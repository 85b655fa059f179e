//! In-memory scene implementing the host sink traits.

use serde::{Deserialize, Serialize};
use std::fs;
use std::path::Path;

use super::{
    Action, Armature, Bone, BoneDisplay, ChannelKind, ChannelSink, FCurve, Keyframe, Marker, MarkerSink, RigSink,
    SceneSettings,
};
use crate::core::ParameterSet;
use crate::options::ExportScope;
use crate::partition::EntityKey;
use crate::util::{Error, Result, Vec3};

/// Actions, rigs, markers and timeline settings of one scene.
#[derive(Clone, Debug, Default, PartialEq, Serialize, Deserialize)]
pub struct Scene {
    #[serde(default)]
    pub settings: SceneSettings,
    #[serde(default)]
    pub actions: Vec<Action>,
    #[serde(default)]
    pub armatures: Vec<Armature>,
    #[serde(default)]
    pub markers: Vec<Marker>,
    /// Recording metadata carried through for re-export (e.g. `TIMECODE`).
    #[serde(default)]
    pub metadata: ParameterSet,
    #[serde(skip)]
    open: Option<usize>,
}

impl Scene {
    pub fn new() -> Self {
        Self::default()
    }

    /// Load a scene from JSON.
    pub fn load(path: impl AsRef<Path>) -> Result<Self> {
        let path = path.as_ref();
        if !path.exists() {
            return Err(Error::FileNotFound(path.to_path_buf()));
        }
        let text = fs::read_to_string(path)?;
        Ok(serde_json::from_str(&text)?)
    }

    /// Save the scene as pretty JSON.
    pub fn save(&self, path: impl AsRef<Path>) -> Result<()> {
        fs::write(path, serde_json::to_string_pretty(self)?)?;
        Ok(())
    }

    pub fn action(&self, name: &str) -> Option<&Action> {
        self.actions.iter().find(|a| a.name == name)
    }

    pub fn action_mut(&mut self, name: &str) -> Option<&mut Action> {
        self.actions.iter_mut().find(|a| a.name == name)
    }

    pub fn armature(&self, name: &str) -> Option<&Armature> {
        self.armatures.iter().find(|a| a.name == name)
    }

    /// Actions participating in an export.
    pub fn actions_in_scope(&self, scope: ExportScope) -> Vec<&Action> {
        self.actions
            .iter()
            .filter(|a| scope == ExportScope::All || a.selected)
            .collect()
    }

    /// Mark actions as selected by name. Returns how many matched.
    pub fn select(&mut self, names: &[&str]) -> usize {
        let mut hits = 0;
        for a in &mut self.actions {
            a.selected = names.contains(&a.name.as_str());
            hits += a.selected as usize;
        }
        hits
    }

    fn open_action(&mut self) -> Result<&mut Action> {
        let idx = self.open.ok_or_else(|| Error::invalid("no open action"))?;
        self.actions
            .get_mut(idx)
            .ok_or_else(|| Error::invalid("open action was removed"))
    }
}

/// `base`, or `base.NNN` with the first free suffix.
fn unique_name<'a>(base: &str, taken: impl Iterator<Item = &'a str> + Clone) -> String {
    if !taken.clone().any(|n| n == base) {
        return base.to_string();
    }
    (1..)
        .map(|i| format!("{}.{:03}", base, i))
        .find(|candidate| !taken.clone().any(|n| n == candidate.as_str()))
        .unwrap_or_else(|| base.to_string())
}

impl ChannelSink for Scene {
    type Channel = usize;

    fn begin_entity(&mut self, entity: &EntityKey, name: &str, fake_user: bool) -> Result<String> {
        if self.open.is_some() {
            return Err(Error::invalid("previous action was not finalized"));
        }
        let name = unique_name(name, self.actions.iter().map(|a| a.name.as_str()));
        let mut action = Action::new(name.clone(), entity.clone());
        action.fake_user = fake_user;
        self.actions.push(action);
        self.open = Some(self.actions.len() - 1);
        Ok(name)
    }

    fn create_channel(&mut self, label: &str, kind: ChannelKind) -> Result<usize> {
        let action = self.open_action()?;
        action
            .curves
            .push(FCurve::new(kind.data_path(label), kind.array_index(), label));
        Ok(action.curves.len() - 1)
    }

    fn append_keyframes(&mut self, channel: usize, keys: &[Keyframe]) -> Result<()> {
        let action = self.open_action()?;
        let curve = action
            .curves
            .get_mut(channel)
            .ok_or_else(|| Error::NotFound(format!("channel {}", channel)))?;
        curve.keyframes.extend_from_slice(keys);
        Ok(())
    }

    fn lock_channel(&mut self, channel: usize) -> Result<()> {
        let action = self.open_action()?;
        if let Some(curve) = action.curves.get_mut(channel) {
            curve.locked = true;
        }
        Ok(())
    }

    fn finalize(&mut self) -> Result<()> {
        let action = self.open_action()?;
        for curve in &mut action.curves {
            curve.update();
        }
        self.open = None;
        Ok(())
    }

    fn discard(&mut self) -> Result<()> {
        if let Some(idx) = self.open.take() {
            if idx < self.actions.len() {
                self.actions.remove(idx);
            }
        }
        Ok(())
    }
}

impl MarkerSink for Scene {
    fn insert_marker(&mut self, frame: i32, label: &str) {
        self.markers.push(Marker {
            frame,
            name: label.to_string(),
        });
    }
}

impl RigSink for Scene {
    fn create_rig(&mut self, entity: &EntityKey, labels: &[String], bone_size: f32, action: &str) -> Result<()> {
        let name = unique_name(entity.name(), self.armatures.iter().map(|a| a.name.as_str()));
        let bones = labels
            .iter()
            .map(|label| Bone {
                name: label.clone(),
                head: Vec3::ZERO,
                tail: Vec3::new(0.0, 0.0, bone_size),
            })
            .collect();
        self.armatures.push(Armature {
            name,
            entity: entity.clone(),
            bones,
            display: BoneDisplay::Stick,
            shape_radius: bone_size * 0.5,
            action: Some(action.to_string()),
            hidden: *entity == EntityKey::Unlabeled,
        });
        Ok(())
    }
}
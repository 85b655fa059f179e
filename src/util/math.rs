//! Math type re-exports and axis convention utilities.
//!
//! This module re-exports the glam types used by the pipeline and provides
//! signed axis identifiers plus the forward/up conventions used to build
//! orientation matrices between a capture system and a host scene.

// Re-export glam types
pub use glam::{Mat3, Vec3};

use super::{Error, Result};
use serde::{Deserialize, Serialize};
use std::fmt;
use std::str::FromStr;

/// A signed principal axis.
#[derive(Clone, Copy, Debug, PartialEq, Eq, Hash, Serialize, Deserialize)]
pub enum Axis {
    #[serde(rename = "X", alias = "+X")]
    PosX,
    #[serde(rename = "-X")]
    NegX,
    #[serde(rename = "Y", alias = "+Y")]
    PosY,
    #[serde(rename = "-Y")]
    NegY,
    #[serde(rename = "Z", alias = "+Z")]
    PosZ,
    #[serde(rename = "-Z")]
    NegZ,
}

impl Axis {
    pub const ALL: [Axis; 6] = [
        Axis::PosX,
        Axis::NegX,
        Axis::PosY,
        Axis::NegY,
        Axis::PosZ,
        Axis::NegZ,
    ];

    /// Unit vector along this axis.
    #[inline]
    pub fn vector(self) -> Vec3 {
        match self {
            Axis::PosX => Vec3::X,
            Axis::NegX => Vec3::NEG_X,
            Axis::PosY => Vec3::Y,
            Axis::NegY => Vec3::NEG_Y,
            Axis::PosZ => Vec3::Z,
            Axis::NegZ => Vec3::NEG_Z,
        }
    }

    /// Find the axis a vector points along, if it is (numerically) axis aligned.
    pub fn from_vector(v: Vec3) -> Option<Self> {
        Self::ALL
            .into_iter()
            .find(|a| a.vector().abs_diff_eq(v, 1e-4))
    }

    /// Opposite direction.
    pub fn negate(self) -> Self {
        match self {
            Axis::PosX => Axis::NegX,
            Axis::NegX => Axis::PosX,
            Axis::PosY => Axis::NegY,
            Axis::NegY => Axis::PosY,
            Axis::PosZ => Axis::NegZ,
            Axis::NegZ => Axis::PosZ,
        }
    }

    /// Host style identifier (`X`, `-X`, ...).
    pub fn as_str(self) -> &'static str {
        match self {
            Axis::PosX => "X",
            Axis::NegX => "-X",
            Axis::PosY => "Y",
            Axis::NegY => "-Y",
            Axis::PosZ => "Z",
            Axis::NegZ => "-Z",
        }
    }

    /// Screen parameter style identifier (`+X`, `-X`, ...).
    pub fn screen_str(self) -> &'static str {
        match self {
            Axis::PosX => "+X",
            Axis::NegX => "-X",
            Axis::PosY => "+Y",
            Axis::NegY => "-Y",
            Axis::PosZ => "+Z",
            Axis::NegZ => "-Z",
        }
    }

    /// True if both axes lie on the same line.
    #[inline]
    pub fn is_parallel(self, other: Axis) -> bool {
        self == other || self == other.negate()
    }
}

impl FromStr for Axis {
    type Err = Error;

    /// Accepts `X`, `+x`, ` -Z ` and similar.
    fn from_str(s: &str) -> Result<Self> {
        let t = s.trim().to_ascii_uppercase();
        let (negative, letter) = match t.as_bytes() {
            [b'+', l] => (false, *l),
            [b'-', l] => (true, *l),
            [l] => (false, *l),
            _ => return Err(Error::InvalidAxis(s.to_string())),
        };
        let axis = match letter {
            b'X' => Axis::PosX,
            b'Y' => Axis::PosY,
            b'Z' => Axis::PosZ,
            _ => return Err(Error::InvalidAxis(s.to_string())),
        };
        Ok(if negative { axis.negate() } else { axis })
    }
}

impl fmt::Display for Axis {
    fn fmt(&self, f: &mut fmt::Formatter<'_>) -> fmt::Result {
        f.write_str(self.as_str())
    }
}

/// Coordinate convention described by a forward and an up axis.
#[derive(Clone, Copy, Debug, PartialEq, Eq, Serialize, Deserialize)]
pub struct AxisConvention {
    pub forward: Axis,
    pub up: Axis,
}

impl AxisConvention {
    /// Host scene convention: forward `Y`, up `Z`.
    pub const SCENE: Self = Self {
        forward: Axis::PosY,
        up: Axis::PosZ,
    };

    /// Create a convention, rejecting parallel forward/up pairs.
    pub fn new(forward: Axis, up: Axis) -> Result<Self> {
        if forward.is_parallel(up) {
            return Err(Error::InvalidAxis(format!(
                "forward {} and up {} are parallel",
                forward, up
            )));
        }
        Ok(Self { forward, up })
    }

    /// Right-hand side axis (`forward x up`).
    #[inline]
    pub fn right(&self) -> Vec3 {
        self.forward.vector().cross(self.up.vector())
    }

    /// Orthonormal basis with columns `[forward, up, forward x up]`.
    pub fn basis(&self) -> Mat3 {
        let f = self.forward.vector();
        let u = self.up.vector();
        Mat3::from_cols(f, u, f.cross(u))
    }
}

impl Default for AxisConvention {
    fn default() -> Self {
        Self::SCENE
    }
}

/// Matrix mapping coordinates expressed in `from` into the `to` convention.
///
/// `from.forward` maps onto `to.forward` and `from.up` onto `to.up`.
pub fn axis_conversion(from: AxisConvention, to: AxisConvention) -> Result<Mat3> {
    let from = AxisConvention::new(from.forward, from.up)?;
    let to = AxisConvention::new(to.forward, to.up)?;
    // Bases are orthonormal, so the inverse is the transpose.
    Ok(to.basis() * from.basis().transpose())
}
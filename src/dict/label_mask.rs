//! Vendor specific label exclusion rules.
//!
//! Capture software writes auxiliary channels (unlabeled trajectories,
//! blank placeholder channels, ...) next to the real markers. Which channels
//! are noise depends on the software, so the rules are plain data: callers
//! may extend, replace or load them from JSON, or disable masking entirely.

use serde::{Deserialize, Serialize};

use crate::core::LabelMask;

/// How a rule matches a label (after trimming).
#[derive(Clone, Debug, PartialEq, Eq, Serialize, Deserialize)]
#[serde(tag = "match", content = "value", rename_all = "snake_case")]
pub enum LabelPattern {
    Exact(String),
    Prefix(String),
    Suffix(String),
    Contains(String),
    /// Prefix followed by one or more ASCII digits only, e.g. `*12`.
    PrefixDigits(String),
    /// Empty or whitespace-only label.
    Blank,
}

impl LabelPattern {
    pub fn matches(&self, label: &str) -> bool {
        let label = label.trim();
        match self {
            Self::Exact(s) => label == s,
            Self::Prefix(s) => label.starts_with(s.as_str()),
            Self::Suffix(s) => label.ends_with(s.as_str()),
            Self::Contains(s) => label.contains(s.as_str()),
            Self::PrefixDigits(s) => label
                .strip_prefix(s.as_str())
                .is_some_and(|rest| !rest.is_empty() && rest.bytes().all(|b| b.is_ascii_digit())),
            Self::Blank => label.is_empty(),
        }
    }
}

/// One exclusion rule.
#[derive(Clone, Debug, PartialEq, Eq, Serialize, Deserialize)]
pub struct LabelMaskRule {
    /// Case-insensitive substring of `MANUFACTURER:SOFTWARE`; `None` applies to all software.
    #[serde(default)]
    pub software: Option<String>,
    /// Data section (`POINT`, `ANALOG`); `None` applies to all sections.
    #[serde(default)]
    pub section: Option<String>,
    pub pattern: LabelPattern,
}

impl LabelMaskRule {
    /// Check whether the rule is active for a software/section pair.
    pub fn applies_to(&self, software: Option<&str>, section: &str) -> bool {
        let software_ok = match (&self.software, software) {
            (None, _) => true,
            (Some(want), Some(have)) => have.to_ascii_lowercase().contains(&want.to_ascii_lowercase()),
            (Some(_), None) => false,
        };
        let section_ok = self
            .section
            .as_deref()
            .map_or(true, |s| s.eq_ignore_ascii_case(section));
        software_ok && section_ok
    }
}

/// Ordered set of exclusion rules.
#[derive(Clone, Debug, PartialEq, Eq, Serialize, Deserialize)]
#[serde(transparent)]
pub struct LabelMaskRules {
    rules: Vec<LabelMaskRule>,
}

impl LabelMaskRules {
    /// Rule set that excludes nothing.
    pub fn empty() -> Self {
        Self { rules: Vec::new() }
    }

    /// Build from explicit rules.
    pub fn new(rules: Vec<LabelMaskRule>) -> Self {
        Self { rules }
    }

    /// Append a rule.
    pub fn push(&mut self, rule: LabelMaskRule) {
        self.rules.push(rule);
    }

    pub fn rules(&self) -> &[LabelMaskRule] {
        &self.rules
    }

    /// Keep-mask for `labels`: `true` keeps the label, `false` excludes it.
    pub fn mask<S: AsRef<str>>(&self, labels: &[S], software: Option<&str>, section: &str) -> LabelMask {
        let active: Vec<&LabelMaskRule> = self
            .rules
            .iter()
            .filter(|r| r.applies_to(software, section))
            .collect();
        LabelMask::from_fn(labels.len(), |i| {
            let label = labels[i].as_ref();
            !active.iter().any(|r| r.pattern.matches(label))
        })
    }
}

impl Default for LabelMaskRules {
    fn default() -> Self {
        Self::new(vec![
            LabelMaskRule {
                software: None,
                section: Some("POINT".into()),
                pattern: LabelPattern::Blank,
            },
            // Vicon writes unlabeled trajectories as `*<n>`.
            LabelMaskRule {
                software: Some("vicon".into()),
                section: Some("POINT".into()),
                pattern: LabelPattern::PrefixDigits("*".into()),
            },
        ])
    }
}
--------------------
» **Your objective**
Look for the word "filename" in the listing above, and copy every line where you find it.

» **Solution to the problem**
filename src/util/math.rs
filename src/dict/label_mask.rs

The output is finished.